Work required >>
The number of lines in the records that include "failures" is all you should give.

Extracted data >>
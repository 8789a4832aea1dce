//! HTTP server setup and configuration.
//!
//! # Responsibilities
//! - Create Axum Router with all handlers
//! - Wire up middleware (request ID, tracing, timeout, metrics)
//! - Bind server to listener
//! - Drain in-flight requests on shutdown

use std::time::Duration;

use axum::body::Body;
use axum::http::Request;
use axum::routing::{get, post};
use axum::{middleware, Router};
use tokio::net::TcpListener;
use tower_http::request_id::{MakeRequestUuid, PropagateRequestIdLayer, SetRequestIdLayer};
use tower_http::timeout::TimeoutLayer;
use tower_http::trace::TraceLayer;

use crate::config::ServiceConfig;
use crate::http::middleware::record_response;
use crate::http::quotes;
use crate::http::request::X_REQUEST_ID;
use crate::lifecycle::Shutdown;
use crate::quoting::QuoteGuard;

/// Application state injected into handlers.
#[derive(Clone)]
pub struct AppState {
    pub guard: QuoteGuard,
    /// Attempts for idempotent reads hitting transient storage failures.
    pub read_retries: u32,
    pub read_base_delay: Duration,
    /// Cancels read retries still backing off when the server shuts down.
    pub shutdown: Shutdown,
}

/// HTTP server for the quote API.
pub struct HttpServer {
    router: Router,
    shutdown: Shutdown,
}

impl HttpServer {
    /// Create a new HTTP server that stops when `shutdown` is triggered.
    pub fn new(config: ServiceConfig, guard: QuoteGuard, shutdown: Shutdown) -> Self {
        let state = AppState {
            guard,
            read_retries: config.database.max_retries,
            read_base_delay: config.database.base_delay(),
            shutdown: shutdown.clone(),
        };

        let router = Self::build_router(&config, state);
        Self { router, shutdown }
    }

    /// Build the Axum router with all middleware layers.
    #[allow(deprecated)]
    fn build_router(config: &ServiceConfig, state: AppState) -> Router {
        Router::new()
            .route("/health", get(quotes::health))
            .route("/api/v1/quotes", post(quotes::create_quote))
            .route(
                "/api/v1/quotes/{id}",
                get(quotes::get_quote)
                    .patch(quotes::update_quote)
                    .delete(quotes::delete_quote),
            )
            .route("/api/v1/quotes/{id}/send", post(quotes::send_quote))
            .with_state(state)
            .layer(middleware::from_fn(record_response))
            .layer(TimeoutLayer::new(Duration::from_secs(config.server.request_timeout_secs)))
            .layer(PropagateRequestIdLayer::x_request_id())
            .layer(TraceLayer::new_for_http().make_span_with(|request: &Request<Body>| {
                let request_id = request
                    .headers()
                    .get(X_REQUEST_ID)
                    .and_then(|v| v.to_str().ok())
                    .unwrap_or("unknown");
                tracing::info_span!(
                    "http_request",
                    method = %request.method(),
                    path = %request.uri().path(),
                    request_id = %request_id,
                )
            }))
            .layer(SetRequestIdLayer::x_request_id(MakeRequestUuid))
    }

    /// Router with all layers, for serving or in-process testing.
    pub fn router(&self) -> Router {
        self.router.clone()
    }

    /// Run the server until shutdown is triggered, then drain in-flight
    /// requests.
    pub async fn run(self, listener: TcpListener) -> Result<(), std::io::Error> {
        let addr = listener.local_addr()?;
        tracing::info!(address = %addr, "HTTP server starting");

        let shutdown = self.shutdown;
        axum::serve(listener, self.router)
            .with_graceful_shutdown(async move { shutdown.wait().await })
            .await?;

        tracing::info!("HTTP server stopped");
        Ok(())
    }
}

* * *

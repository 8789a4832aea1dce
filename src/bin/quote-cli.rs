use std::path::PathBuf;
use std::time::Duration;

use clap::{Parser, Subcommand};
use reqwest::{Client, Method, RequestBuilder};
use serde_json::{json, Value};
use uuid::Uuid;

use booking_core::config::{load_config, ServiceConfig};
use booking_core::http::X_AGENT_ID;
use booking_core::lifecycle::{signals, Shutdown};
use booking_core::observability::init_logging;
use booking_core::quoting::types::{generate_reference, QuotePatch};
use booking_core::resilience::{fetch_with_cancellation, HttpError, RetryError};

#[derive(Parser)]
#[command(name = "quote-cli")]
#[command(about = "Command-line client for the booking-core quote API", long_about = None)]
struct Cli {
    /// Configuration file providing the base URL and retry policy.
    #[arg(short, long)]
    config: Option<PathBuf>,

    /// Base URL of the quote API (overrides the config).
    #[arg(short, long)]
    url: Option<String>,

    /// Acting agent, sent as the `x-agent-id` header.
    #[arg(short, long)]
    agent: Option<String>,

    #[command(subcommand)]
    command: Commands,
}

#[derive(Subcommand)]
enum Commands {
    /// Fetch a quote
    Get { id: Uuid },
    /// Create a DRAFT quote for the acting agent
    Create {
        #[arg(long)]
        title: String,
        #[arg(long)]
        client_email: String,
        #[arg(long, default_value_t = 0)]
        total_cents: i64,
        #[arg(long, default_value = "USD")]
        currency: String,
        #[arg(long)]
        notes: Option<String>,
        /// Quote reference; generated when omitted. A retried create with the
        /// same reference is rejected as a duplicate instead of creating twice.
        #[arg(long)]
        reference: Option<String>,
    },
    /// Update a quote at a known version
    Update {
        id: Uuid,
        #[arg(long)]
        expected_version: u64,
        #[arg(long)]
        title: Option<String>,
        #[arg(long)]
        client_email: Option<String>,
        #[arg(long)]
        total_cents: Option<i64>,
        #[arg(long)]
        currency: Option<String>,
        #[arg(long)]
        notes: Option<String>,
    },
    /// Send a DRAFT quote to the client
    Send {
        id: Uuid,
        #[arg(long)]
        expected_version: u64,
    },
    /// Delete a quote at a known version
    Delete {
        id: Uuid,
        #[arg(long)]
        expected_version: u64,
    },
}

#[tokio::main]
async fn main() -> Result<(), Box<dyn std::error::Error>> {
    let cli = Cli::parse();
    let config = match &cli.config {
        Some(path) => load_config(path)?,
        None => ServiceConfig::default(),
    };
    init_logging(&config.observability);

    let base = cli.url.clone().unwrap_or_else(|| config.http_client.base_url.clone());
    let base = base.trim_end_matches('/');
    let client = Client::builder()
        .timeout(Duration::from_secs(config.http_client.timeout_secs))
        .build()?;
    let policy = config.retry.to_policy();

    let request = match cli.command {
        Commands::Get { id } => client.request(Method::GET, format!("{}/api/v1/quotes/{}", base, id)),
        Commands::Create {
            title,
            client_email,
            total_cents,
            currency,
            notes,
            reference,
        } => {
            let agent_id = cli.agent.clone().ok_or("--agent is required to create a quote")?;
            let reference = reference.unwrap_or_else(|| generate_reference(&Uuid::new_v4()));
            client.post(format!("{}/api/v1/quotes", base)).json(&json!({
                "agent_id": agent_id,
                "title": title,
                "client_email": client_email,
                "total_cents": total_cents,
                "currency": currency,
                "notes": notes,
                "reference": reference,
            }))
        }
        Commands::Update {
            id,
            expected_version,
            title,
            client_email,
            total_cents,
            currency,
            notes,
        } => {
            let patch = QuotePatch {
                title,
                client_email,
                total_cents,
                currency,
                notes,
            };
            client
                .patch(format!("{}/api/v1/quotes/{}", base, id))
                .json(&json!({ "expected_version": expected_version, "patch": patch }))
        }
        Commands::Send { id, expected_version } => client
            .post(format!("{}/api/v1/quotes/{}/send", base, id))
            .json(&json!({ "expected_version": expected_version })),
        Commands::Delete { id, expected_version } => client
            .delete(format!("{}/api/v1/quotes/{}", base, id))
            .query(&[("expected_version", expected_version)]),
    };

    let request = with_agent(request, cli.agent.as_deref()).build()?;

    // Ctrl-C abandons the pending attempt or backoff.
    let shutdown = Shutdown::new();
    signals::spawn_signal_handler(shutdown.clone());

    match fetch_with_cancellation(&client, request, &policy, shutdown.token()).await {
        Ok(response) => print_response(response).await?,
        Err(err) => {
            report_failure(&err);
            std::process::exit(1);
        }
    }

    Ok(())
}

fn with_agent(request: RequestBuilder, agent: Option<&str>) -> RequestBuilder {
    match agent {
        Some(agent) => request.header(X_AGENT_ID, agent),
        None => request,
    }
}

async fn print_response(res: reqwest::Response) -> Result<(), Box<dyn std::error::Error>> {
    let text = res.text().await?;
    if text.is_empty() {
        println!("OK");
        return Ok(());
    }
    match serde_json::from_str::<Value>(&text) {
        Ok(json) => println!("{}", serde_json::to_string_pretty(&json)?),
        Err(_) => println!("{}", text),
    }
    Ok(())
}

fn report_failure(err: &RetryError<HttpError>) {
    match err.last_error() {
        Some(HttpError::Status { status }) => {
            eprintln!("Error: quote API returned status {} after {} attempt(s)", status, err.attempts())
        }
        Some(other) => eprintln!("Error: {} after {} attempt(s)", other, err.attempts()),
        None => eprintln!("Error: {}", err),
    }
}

* * *

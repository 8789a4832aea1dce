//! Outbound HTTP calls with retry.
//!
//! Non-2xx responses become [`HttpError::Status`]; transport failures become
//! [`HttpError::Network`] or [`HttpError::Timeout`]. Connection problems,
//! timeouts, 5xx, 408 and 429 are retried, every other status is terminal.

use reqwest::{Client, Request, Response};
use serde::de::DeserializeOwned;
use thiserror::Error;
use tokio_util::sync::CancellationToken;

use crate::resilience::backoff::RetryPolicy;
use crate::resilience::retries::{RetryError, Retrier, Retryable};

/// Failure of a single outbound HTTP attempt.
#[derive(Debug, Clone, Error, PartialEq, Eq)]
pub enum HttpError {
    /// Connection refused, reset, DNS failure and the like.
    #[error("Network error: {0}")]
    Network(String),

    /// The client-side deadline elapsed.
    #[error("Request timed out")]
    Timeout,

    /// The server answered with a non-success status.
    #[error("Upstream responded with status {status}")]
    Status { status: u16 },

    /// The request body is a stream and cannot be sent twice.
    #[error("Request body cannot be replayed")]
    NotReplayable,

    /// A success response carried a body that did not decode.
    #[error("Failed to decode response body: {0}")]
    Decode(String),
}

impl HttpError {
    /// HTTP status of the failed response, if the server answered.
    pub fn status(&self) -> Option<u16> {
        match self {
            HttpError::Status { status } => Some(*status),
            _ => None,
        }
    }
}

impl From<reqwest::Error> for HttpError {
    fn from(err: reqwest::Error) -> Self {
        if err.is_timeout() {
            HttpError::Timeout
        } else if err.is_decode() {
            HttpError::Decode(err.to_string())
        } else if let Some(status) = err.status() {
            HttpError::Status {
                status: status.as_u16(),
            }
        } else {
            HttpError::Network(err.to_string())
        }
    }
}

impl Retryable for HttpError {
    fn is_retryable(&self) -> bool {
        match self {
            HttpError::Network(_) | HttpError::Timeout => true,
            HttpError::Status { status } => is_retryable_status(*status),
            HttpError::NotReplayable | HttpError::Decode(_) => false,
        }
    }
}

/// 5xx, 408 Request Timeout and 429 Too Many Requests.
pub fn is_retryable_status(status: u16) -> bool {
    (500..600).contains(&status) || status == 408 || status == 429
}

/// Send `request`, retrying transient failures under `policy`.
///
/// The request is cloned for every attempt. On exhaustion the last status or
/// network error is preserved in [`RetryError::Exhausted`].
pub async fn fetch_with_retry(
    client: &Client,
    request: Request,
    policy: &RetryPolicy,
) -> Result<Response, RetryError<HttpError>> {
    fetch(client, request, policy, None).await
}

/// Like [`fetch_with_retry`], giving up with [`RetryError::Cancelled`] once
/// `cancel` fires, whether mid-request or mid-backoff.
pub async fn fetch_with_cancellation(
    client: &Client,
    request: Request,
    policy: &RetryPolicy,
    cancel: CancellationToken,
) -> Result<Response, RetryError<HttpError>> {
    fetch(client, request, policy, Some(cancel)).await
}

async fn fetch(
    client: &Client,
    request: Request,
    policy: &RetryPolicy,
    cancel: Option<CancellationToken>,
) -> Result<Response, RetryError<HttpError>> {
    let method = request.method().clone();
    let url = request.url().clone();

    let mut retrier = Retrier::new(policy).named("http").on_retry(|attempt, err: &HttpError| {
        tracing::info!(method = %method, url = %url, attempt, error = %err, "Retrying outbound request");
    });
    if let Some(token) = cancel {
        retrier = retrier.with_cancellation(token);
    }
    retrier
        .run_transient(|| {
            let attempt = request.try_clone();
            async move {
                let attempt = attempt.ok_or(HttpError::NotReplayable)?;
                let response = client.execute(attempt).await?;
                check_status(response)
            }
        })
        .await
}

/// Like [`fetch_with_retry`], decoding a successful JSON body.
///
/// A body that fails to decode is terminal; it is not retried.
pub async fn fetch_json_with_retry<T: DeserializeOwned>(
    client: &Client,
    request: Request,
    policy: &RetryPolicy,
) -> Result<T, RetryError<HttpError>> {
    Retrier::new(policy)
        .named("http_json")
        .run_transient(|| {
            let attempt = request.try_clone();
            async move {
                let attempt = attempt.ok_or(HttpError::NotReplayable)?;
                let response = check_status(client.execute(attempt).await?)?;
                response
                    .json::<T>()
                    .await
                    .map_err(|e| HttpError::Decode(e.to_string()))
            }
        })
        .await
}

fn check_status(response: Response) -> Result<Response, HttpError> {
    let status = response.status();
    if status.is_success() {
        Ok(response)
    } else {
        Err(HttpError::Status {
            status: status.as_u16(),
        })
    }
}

Reply >>
3